FAO explains that perhaps the biggest “biological spill” of all was when a fungus-like eukaryotic microorganism called Phytophthora infestans – the name of the genus comes from Greek for “plant destroyer” – sailed from the Americas to Belgium. Within months it arrived in Ireland, triggering a potato blight that led to famine, death and mass migration.

“The list goes on and on. A relative of the toxic cane toad that has run rampant in Australia recently disembarked from a container carrying freight to Madagascar, a biodiversity hotspot, and the ability of females to lay up to 40,000 eggs a year make it a catastrophic threat for local lemurs and birds, while also threatening the habitat of a host of animals and plants.”

In Rome, FAO informs, municipal authorities are ramping up their annual campaign against the tiger mosquito, an invasive species that arrived by ship in Albania in the 1970s. Aedes albopictus, famous for its aggressive biting, is now prolific across Italy and global warming will make swathes of northern Europe ripe for colonisation.

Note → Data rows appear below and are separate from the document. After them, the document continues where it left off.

//! Utility functions for string manipulation and file system operations.
//!
//! This module provides helper functions used throughout the application:
//! - Character-safe truncation for payload bounds and log previews
//! - Reduction of feed HTML snippets to plain text
//! - File system validation of the output directory
//! - Atomic (temp file + rename) writes

use once_cell::sync::Lazy;
use regex::Regex;
use scraper::Html;
use std::error::Error;
use std::fs as stdfs;
use std::path::{Path, PathBuf};
use tokio::fs;
use tracing::{debug, info, instrument};

static WHITESPACE_RUN: Lazy<Regex> = Lazy::new(|| Regex::new(r"\s+").expect("static regex"));

/// Keep at most `max` characters of `s`.
///
/// Operates on `char` boundaries, so multi-byte text is never split.
///
/// # Examples
///
/// ```ignore
/// assert_eq!(truncate_chars("héllo", 2), "hé");
/// assert_eq!(truncate_chars("abc", 10), "abc");
/// ```
pub fn truncate_chars(s: &str, max: usize) -> &str {
    match s.char_indices().nth(max) {
        Some((idx, _)) => &s[..idx],
        None => s,
    }
}

/// Truncate a string for logging purposes.
///
/// Long strings are cut to `max` characters with an ellipsis appended.
pub fn truncate_for_log(s: &str, max: usize) -> String {
    let cut = truncate_chars(s, max);
    if cut.len() == s.len() {
        s.to_string()
    } else {
        format!("{cut}…")
    }
}

/// Reduce an HTML snippet (as found in RSS descriptions) to plain text.
///
/// Tags are dropped, entities decoded and whitespace runs collapsed into a
/// single space.
pub fn html_to_text(snippet: &str) -> String {
    if !snippet.contains('<') && !snippet.contains('&') {
        return collapse_whitespace(snippet);
    }
    let fragment = Html::parse_fragment(snippet);
    let text = fragment.root_element().text().collect::<String>();
    collapse_whitespace(&text)
}

fn collapse_whitespace(s: &str) -> String {
    WHITESPACE_RUN.replace_all(s.trim(), " ").into_owned()
}

/// Ensure a directory exists and is writable.
///
/// This function creates the directory if it doesn't exist, then performs
/// a write test by creating and immediately deleting a probe file.
///
/// # Errors
///
/// Returns an error if:
/// - The directory cannot be created
/// - The directory is not writable (permission denied, read-only filesystem, etc.)
#[instrument(level = "info", skip_all, fields(path = %path.display()))]
pub async fn ensure_writable_dir(path: &Path) -> Result<(), Box<dyn Error>> {
    fs::create_dir_all(path).await?;
    // Try a small sync write using std fs (simpler error surface)
    let probe_path = path.join("..__probe_write__");
    stdfs::File::create(&probe_path)?;
    let _ = stdfs::remove_file(&probe_path);
    info!("Output directory is writable");
    Ok(())
}

/// Sibling path used while a file is being rewritten.
pub fn temp_path_for(path: &Path) -> PathBuf {
    let mut name = path
        .file_name()
        .map(|n| n.to_os_string())
        .unwrap_or_default();
    name.push(".tmp");
    path.with_file_name(name)
}

/// Write `contents` to a temp sibling of `path`, flushed to disk, without
/// touching `path` itself. Returns the temp path so the caller decides when
/// to rename it into place.
pub async fn write_temp(path: &Path, contents: &[u8]) -> Result<PathBuf, Box<dyn Error>> {
    let tmp = temp_path_for(path);
    fs::write(&tmp, contents).await?;
    fs::File::open(&tmp).await?.sync_all().await?;
    debug!(path = %tmp.display(), bytes = contents.len(), "Wrote temp file");
    Ok(tmp)
}

/// Replace `path` with `contents` atomically (temp file + rename).
pub async fn write_atomic(path: &Path, contents: &[u8]) -> Result<(), Box<dyn Error>> {
    let tmp = write_temp(path, contents).await?;
    fs::rename(&tmp, path).await?;
    Ok(())
}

“This is why the nations of the world came together some six decades ago to establish the  International Plant Protection Convention (IPPC) as a means to help stem the spread of plant pests and diseases across borders boundaries via international trade and to protect farmers, foresters, biodiversity, the environment, and consumers.”

“The crop losses and control costs triggered by exotic pests amount to a hefty tax on food, fibre and forage production,” says Craig Fedchock, coordinator of the FAO-based IPPC Secretariat. “All told, fruit flies, beetles, fungi and their kin reduce global crop yields by between 20 and 40 per cent.”

Credit: IMO

Credit: IMO

Trade as a Vector, Containers as a Vehicle

Invasive species arrive in new habitats through various channels, but shipping, is the main one, FAO reports.

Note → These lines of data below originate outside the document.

//! Feed reader: download a feed URL and turn it into a [`RawFeed`].
//!
//! RSS 2.0 (`<rss><channel><item>`) and Atom (`<feed><entry>`) documents are
//! both accepted. Entry descriptions are reduced to plain text here so that
//! everything downstream works on readable text.

use crate::models::{FeedEntry, RawFeed};
use crate::utils::html_to_text;
use quick_xml::de::from_str;
use reqwest::Client;
use serde::Deserialize;
use std::error::Error;
use std::time::Duration;
use tracing::{debug, instrument};

/// Source of raw feed entries.
pub trait FetchFeed {
    /// Fetch and parse the feed at `url`.
    async fn fetch(&self, url: &str) -> Result<RawFeed, Box<dyn Error>>;
}

/// [`FetchFeed`] over HTTP with a bounded wait.
#[derive(Debug, Clone)]
pub struct HttpFeedReader {
    client: Client,
}

impl HttpFeedReader {
    pub fn new(timeout: Duration) -> Result<Self, Box<dyn Error>> {
        let client = Client::builder()
            .timeout(timeout)
            .user_agent(concat!(env!("CARGO_PKG_NAME"), "/", env!("CARGO_PKG_VERSION")))
            .build()?;
        Ok(Self { client })
    }
}

impl FetchFeed for HttpFeedReader {
    #[instrument(level = "info", skip(self))]
    async fn fetch(&self, url: &str) -> Result<RawFeed, Box<dyn Error>> {
        let response = self.client.get(url).send().await?.error_for_status()?;
        let body = response.text().await?;
        debug!(bytes = body.len(), "Downloaded feed");
        parse_feed(&body)
    }
}

#[derive(Debug, Deserialize)]
struct Rss {
    channel: Channel,
}

#[derive(Debug, Deserialize)]
struct Channel {
    title: Option<String>,
    #[serde(rename = "item", default)]
    items: Vec<RssItem>,
}

#[derive(Debug, Deserialize)]
struct RssItem {
    title: Option<String>,
    link: Option<String>,
    description: Option<String>,
    #[serde(rename = "pubDate")]
    pub_date: Option<String>,
}

#[derive(Debug, Deserialize)]
struct AtomFeed {
    title: Option<String>,
    #[serde(rename = "entry", default)]
    entries: Vec<AtomEntry>,
}

#[derive(Debug, Deserialize)]
struct AtomEntry {
    title: Option<String>,
    #[serde(rename = "link", default)]
    links: Vec<AtomLink>,
    summary: Option<String>,
    content: Option<String>,
    published: Option<String>,
    updated: Option<String>,
}

#[derive(Debug, Deserialize)]
struct AtomLink {
    #[serde(rename = "@href")]
    href: Option<String>,
    #[serde(rename = "@rel")]
    rel: Option<String>,
}

impl AtomEntry {
    fn alternate_link(&self) -> Option<&str> {
        self.links
            .iter()
            .find(|l| matches!(l.rel.as_deref(), None | Some("alternate")))
            .or_else(|| self.links.first())
            .and_then(|l| l.href.as_deref())
    }
}

/// Parse an RSS 2.0 or Atom document.
pub fn parse_feed(xml: &str) -> Result<RawFeed, Box<dyn Error>> {
    let xml = scrub_html_entities_for_xml(xml);

    match from_str::<Rss>(&xml) {
        Ok(rss) => return Ok(from_rss(rss)),
        Err(rss_err) => {
            if let Ok(atom) = from_str::<AtomFeed>(&xml) {
                if !atom.entries.is_empty() || atom.title.is_some() {
                    return Ok(from_atom(atom));
                }
            }
            Err(format!("not an RSS or Atom feed: {rss_err}").into())
        }
    }
}

fn non_blank(s: Option<String>) -> Option<String> {
    s.map(|s| s.trim().to_string()).filter(|s| !s.is_empty())
}

fn from_rss(rss: Rss) -> RawFeed {
    RawFeed {
        title: non_blank(rss.channel.title),
        entries: rss
            .channel
            .items
            .into_iter()
            .map(|item| FeedEntry {
                title: html_to_text(item.title.as_deref().unwrap_or_default()),
                link: item.link.unwrap_or_default().trim().to_string(),
                summary: html_to_text(item.description.as_deref().unwrap_or_default()),
                published: non_blank(item.pub_date),
            })
            .collect(),
    }
}

fn from_atom(atom: AtomFeed) -> RawFeed {
    RawFeed {
        title: non_blank(atom.title),
        entries: atom
            .entries
            .into_iter()
            .map(|entry| {
                let link = entry.alternate_link().unwrap_or_default().trim().to_string();
                let summary = entry.summary.as_deref().or(entry.content.as_deref()).unwrap_or_default();
                FeedEntry {
                    title: html_to_text(entry.title.as_deref().unwrap_or_default()),
                    link,
                    summary: html_to_text(summary),
                    published: non_blank(entry.published).or(non_blank(entry.updated)),
                }
            })
            .collect(),
    }
}

/// XML only knows five named entities; feeds routinely use HTML ones.
fn scrub_html_entities_for_xml(s: &str) -> String {
    s.replace("&nbsp;", "&#160;")
        .replace("&ndash;", "&#8211;")
        .replace("&mdash;", "&#8212;")
        .replace("&ldquo;", "&#8220;")
        .replace("&rdquo;", "&#8221;")
        .replace("&lsquo;", "&#8216;")
        .replace("&rsquo;", "&#8217;")
        .replace("&hellip;", "&#8230;")
}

“And shipping today means sea containers: Globally, around 527 million sea container trips are made each year – China alone deals with over 133 million sea containers annually. It is not only their cargo, but the steel contraptions themselves, that can serve as vectors for the spread of exotic species capable of wreaking ecological and agricultural havoc.”

For example, an analysis of 116,701 empty sea containers arriving in New Zealand over the past five years showed that one in 10 was contaminated on the outside, twice the rate of interior contamination.

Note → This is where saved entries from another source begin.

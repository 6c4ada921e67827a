//! # Weekly Digest
//!
//! A scheduled digest generator that walks a list of RSS/Atom feeds one source
//! per run, summarizes that source's latest articles, and publishes them into a
//! cumulative static HTML archive.
//!
//! ## Usage
//!
//! ```sh
//! weekly_digest --feeds feeds.txt --output-dir docs
//! ```
//!
//! ## Architecture
//!
//! Each invocation is one pass through a small state machine:
//! 1. **Rotation**: Load the last processed index and pick the next source
//! 2. **Selection**: Fetch the feed and keep the first recent articles
//! 3. **Summarization**: One best-effort summarizer call per article
//! 4. **Archive**: Prepend the new week, render the page, commit state
//!
//! A run that finds no article writes nothing, so the same source is retried
//! next time.

use chrono::Local;
use clap::Parser;
use std::error::Error;
use tracing::{debug, error, info, instrument};
use tracing_subscriber::{fmt as tfmt, EnvFilter};

mod api;
mod archive;
mod cli;
mod config;
mod feeds;
mod models;
mod outputs;
mod pipeline;
mod rotation;
mod selector;
mod sources;
mod store;
mod summarize;
mod utils;

use api::HfSummarizer;
use cli::Cli;
use config::DigestConfig;
use feeds::HttpFeedReader;
use pipeline::{run_once, RunOutcome, RunSettings};
use sources::SourceList;
use store::{DigestStore, FileStore, MemoryStore};
use utils::ensure_writable_dir;

#[tokio::main]
#[instrument]
async fn main() -> Result<(), Box<dyn Error>> {
    // --- Tracing init ---
    let filter = EnvFilter::try_from_default_env().unwrap_or_else(|_| EnvFilter::new("info"));
    tfmt()
        .with_env_filter(filter)
        .with_target(true)
        .with_file(false)
        .with_line_number(false)
        .with_timer(tracing_subscriber::fmt::time::UtcTime::rfc_3339())
        .init();

    let start_time = std::time::Instant::now();
    info!("weekly_digest starting up");

    let args = Cli::parse();
    debug!(?args, "Parsed CLI arguments");

    let config = DigestConfig::resolve(&args).await?;
    info!(
        feeds = %config.feeds_file.display(),
        output_dir = %config.output_dir.display(),
        window_days = config.window_days,
        max_articles = config.max_articles,
        "Configuration resolved"
    );

    let sources = SourceList::load(&config.feeds_file).await?;

    // Early check: ensure output dir is writable
    if !args.dry_run {
        if let Err(e) = ensure_writable_dir(&config.output_dir).await {
            error!(
                path = %config.output_dir.display(),
                error = %e,
                "Output directory is not writable (fix perms or choose a different path)"
            );
            return Err(e);
        }
    }

    let reader = HttpFeedReader::new(config.feed_timeout())?;
    let summarizer = HfSummarizer::new(config.summarizer.url.clone(), config.summarizer_timeout())?;
    let settings = RunSettings {
        window_days: config.window_days,
        max_articles: config.max_articles,
    };
    let now = Local::now().fixed_offset();
    let file_store = FileStore::new(&config.output_dir);

    let outcome = if args.dry_run {
        let loaded = file_store.peek().await;
        let scratch = MemoryStore::with_state(loaded.rotation.into_value(), loaded.archive.into_value());
        info!("Dry run: nothing will be written");
        run_once(&settings, &sources, &scratch, &reader, &summarizer, now).await?
    } else {
        run_once(&settings, &sources, &file_store, &reader, &summarizer, now).await?
    };

    match &outcome {
        RunOutcome::Empty { index, source } => {
            info!(position = index + 1, %source, "No new articles; page and state left as they were");
        }
        RunOutcome::Published {
            index,
            source_name,
            articles,
            degraded,
            weeks,
            total_articles,
            next_source,
        } => {
            info!(
                position = index + 1,
                %source_name,
                articles,
                degraded,
                weeks,
                total_articles,
                page = %file_store.page_path().display(),
                "Digest complete"
            );
            info!(%next_source, "Next run will read this source");
        }
    }

    let elapsed = start_time.elapsed();
    info!(
        ?elapsed,
        secs = elapsed.as_secs(),
        millis = elapsed.subsec_millis(),
        "Execution complete"
    );

    Ok(())
}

“Unwelcome pests included the gypsy moth, the Giant African snail, Argentine ants and the brown marmorated stink bug, each of which threaten crops, forests and urban environments. Soil residues, meanwhile, can contain the seeds of invasive plants, nematodes and plant pathogens,” FAO informs.

“Inspection records from the United States, Australia, China and New Zealand indicate that thousands of organisms from a wide range of taxa are being moved unintentionally with sea containers,” the study’s lead scientist, Eckehard Brockerhoff of the New Zealand Forest Research Institute, told a recent meeting at FAO of the Commission on Phytosanitary Measures (CPM), IPPC’s governing body.

These phytosanitary (the health of plants) measures are intended to ensure that imported plants are free of specified pests.

Here, FAO warns that damage exceeds well beyond agriculture and human health issues. Invasive species can cause clogged waterways and power plant shutdowns.

Biological invasions inflict damages amounting to around five per cent of annual global economic activity, equivalent to about a decade’s worth of natural disasters, according to one study, Brockerhoff said, adding that factoring in harder-to-measure impacts may double that.

Around 90 per cent of world trade is carried by sea today, with vast panoply of differing logistics, making agreement on an inspection method elusive. Some 12 million containers entered the U.S. last year, using no fewer than 77 ports of entry.

“Moreover, many cargoes quickly move inland to enter just-in-time supply chains. That’s how the dreaded brown marmorated stink bug – which chews quickly through high-value fruit and crops – began its European tour a few years ago in Zurich.”

This animal actively prefers steel nooks and crannies for long-distance travel, and once established likes to set up winter hibernation niches inside people’s houses.